> _Data under study_:
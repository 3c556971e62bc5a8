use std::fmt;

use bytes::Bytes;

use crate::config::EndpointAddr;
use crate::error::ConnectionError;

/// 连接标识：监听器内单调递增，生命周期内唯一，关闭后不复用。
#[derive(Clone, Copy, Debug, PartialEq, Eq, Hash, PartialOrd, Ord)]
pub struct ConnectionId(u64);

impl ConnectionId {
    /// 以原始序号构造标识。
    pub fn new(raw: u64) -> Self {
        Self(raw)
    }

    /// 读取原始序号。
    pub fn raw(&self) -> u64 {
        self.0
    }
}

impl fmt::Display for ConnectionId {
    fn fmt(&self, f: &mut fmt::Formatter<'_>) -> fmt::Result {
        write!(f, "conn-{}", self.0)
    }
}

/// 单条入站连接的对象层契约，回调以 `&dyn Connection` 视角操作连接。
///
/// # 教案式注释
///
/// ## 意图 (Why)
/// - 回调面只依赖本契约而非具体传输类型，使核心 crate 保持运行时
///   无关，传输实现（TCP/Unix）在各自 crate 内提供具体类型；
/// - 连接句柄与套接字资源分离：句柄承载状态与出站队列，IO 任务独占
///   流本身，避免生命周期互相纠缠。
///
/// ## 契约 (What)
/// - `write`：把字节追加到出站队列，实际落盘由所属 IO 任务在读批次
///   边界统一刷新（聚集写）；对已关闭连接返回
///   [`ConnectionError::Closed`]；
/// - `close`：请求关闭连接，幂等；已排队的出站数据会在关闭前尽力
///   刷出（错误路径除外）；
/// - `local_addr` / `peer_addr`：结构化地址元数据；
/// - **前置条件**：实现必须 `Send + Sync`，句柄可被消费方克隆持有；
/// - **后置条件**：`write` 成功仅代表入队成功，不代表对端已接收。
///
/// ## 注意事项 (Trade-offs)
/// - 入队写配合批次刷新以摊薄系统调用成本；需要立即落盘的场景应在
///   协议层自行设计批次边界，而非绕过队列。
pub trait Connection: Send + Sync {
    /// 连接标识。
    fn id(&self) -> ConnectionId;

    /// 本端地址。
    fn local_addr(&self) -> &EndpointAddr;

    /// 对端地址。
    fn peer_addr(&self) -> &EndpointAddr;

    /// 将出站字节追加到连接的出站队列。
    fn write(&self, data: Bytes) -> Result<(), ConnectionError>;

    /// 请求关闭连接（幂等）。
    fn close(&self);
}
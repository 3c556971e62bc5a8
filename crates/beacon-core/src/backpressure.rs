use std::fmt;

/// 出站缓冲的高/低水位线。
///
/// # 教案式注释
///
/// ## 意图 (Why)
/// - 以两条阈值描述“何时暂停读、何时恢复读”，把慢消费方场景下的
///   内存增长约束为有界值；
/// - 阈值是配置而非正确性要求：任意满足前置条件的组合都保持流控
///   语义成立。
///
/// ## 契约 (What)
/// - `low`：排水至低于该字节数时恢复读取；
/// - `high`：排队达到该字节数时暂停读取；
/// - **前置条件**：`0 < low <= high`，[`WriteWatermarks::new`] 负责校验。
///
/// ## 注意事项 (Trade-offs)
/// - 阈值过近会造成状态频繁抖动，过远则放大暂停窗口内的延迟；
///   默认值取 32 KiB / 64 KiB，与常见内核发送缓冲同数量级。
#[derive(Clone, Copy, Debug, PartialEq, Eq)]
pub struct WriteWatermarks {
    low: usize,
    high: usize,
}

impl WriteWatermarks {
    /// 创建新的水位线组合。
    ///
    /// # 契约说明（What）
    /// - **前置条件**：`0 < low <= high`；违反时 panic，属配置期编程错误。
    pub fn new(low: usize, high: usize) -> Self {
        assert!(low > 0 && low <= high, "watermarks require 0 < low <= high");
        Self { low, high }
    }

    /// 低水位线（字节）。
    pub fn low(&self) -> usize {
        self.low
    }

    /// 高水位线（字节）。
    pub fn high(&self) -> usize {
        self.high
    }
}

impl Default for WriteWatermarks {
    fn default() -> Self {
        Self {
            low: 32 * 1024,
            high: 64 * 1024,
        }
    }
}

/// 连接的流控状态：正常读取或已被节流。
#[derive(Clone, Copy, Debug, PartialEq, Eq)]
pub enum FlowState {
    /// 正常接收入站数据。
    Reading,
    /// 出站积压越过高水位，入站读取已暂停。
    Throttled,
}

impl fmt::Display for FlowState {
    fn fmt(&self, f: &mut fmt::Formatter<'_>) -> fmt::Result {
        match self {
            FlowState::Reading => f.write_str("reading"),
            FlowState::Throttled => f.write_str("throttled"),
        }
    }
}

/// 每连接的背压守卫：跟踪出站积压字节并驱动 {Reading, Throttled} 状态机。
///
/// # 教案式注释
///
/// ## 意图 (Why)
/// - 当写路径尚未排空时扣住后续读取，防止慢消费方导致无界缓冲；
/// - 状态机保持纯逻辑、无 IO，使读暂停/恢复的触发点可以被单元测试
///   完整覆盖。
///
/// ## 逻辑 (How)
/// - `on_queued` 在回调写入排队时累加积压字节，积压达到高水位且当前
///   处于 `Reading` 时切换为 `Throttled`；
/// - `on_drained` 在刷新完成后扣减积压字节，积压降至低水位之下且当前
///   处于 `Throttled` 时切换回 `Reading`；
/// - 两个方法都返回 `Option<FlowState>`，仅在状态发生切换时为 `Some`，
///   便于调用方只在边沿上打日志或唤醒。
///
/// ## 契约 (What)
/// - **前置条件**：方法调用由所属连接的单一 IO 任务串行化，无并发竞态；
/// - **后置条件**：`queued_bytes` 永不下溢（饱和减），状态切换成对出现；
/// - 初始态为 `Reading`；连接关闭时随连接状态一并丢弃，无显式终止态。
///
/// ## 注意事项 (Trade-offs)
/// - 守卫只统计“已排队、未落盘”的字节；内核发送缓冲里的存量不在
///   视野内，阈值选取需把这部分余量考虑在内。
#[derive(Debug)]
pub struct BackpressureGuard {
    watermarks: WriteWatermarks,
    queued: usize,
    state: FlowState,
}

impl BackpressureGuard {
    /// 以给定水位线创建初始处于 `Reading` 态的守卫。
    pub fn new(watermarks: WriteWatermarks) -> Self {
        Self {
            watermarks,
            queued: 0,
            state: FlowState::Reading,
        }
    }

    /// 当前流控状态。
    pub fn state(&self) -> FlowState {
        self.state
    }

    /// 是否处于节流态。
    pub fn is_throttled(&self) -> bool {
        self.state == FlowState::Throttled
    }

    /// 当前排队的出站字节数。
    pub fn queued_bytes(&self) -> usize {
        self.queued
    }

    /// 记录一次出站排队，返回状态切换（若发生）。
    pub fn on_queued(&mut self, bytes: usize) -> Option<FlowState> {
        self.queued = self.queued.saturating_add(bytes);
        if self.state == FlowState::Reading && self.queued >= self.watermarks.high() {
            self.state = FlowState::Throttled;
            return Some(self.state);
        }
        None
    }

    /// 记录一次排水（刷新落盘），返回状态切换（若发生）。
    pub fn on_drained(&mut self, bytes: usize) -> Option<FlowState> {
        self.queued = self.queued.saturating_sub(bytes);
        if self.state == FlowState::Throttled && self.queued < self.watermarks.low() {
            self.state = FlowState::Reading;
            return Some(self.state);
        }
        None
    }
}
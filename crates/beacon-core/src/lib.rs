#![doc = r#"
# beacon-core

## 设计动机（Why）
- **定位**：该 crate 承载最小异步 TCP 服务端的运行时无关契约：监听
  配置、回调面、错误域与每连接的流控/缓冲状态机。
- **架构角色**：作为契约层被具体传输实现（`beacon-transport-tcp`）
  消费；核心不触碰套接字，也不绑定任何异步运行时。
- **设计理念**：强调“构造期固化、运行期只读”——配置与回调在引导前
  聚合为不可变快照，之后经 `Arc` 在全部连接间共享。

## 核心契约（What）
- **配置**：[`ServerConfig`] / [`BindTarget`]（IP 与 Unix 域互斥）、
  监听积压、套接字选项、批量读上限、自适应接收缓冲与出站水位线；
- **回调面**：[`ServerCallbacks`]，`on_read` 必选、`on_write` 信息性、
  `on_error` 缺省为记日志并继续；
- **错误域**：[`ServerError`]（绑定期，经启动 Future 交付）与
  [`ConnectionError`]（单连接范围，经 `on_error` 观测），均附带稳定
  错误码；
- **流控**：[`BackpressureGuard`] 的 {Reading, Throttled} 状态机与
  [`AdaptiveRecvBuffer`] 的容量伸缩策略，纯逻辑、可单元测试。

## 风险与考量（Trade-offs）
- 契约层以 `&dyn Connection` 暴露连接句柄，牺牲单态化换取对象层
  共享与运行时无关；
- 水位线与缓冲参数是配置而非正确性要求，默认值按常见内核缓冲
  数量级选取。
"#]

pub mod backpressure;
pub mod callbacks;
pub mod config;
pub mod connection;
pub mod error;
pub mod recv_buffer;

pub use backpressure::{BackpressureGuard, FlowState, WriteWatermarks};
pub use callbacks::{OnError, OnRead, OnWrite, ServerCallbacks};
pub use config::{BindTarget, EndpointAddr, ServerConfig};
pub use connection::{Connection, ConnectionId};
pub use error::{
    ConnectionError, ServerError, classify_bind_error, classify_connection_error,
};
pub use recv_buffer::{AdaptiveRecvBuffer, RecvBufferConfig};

> _Required action_: Go through the data and gather every line that holds "Option".

> _Solved exercise_:
/// - 两个方法都返回 `Option<FlowState>`，仅在状态发生切换时为 `Some`，
    pub fn on_queued(&mut self, bytes: usize) -> Option<FlowState> {
    pub fn on_drained(&mut self, bytes: usize) -> Option<FlowState> {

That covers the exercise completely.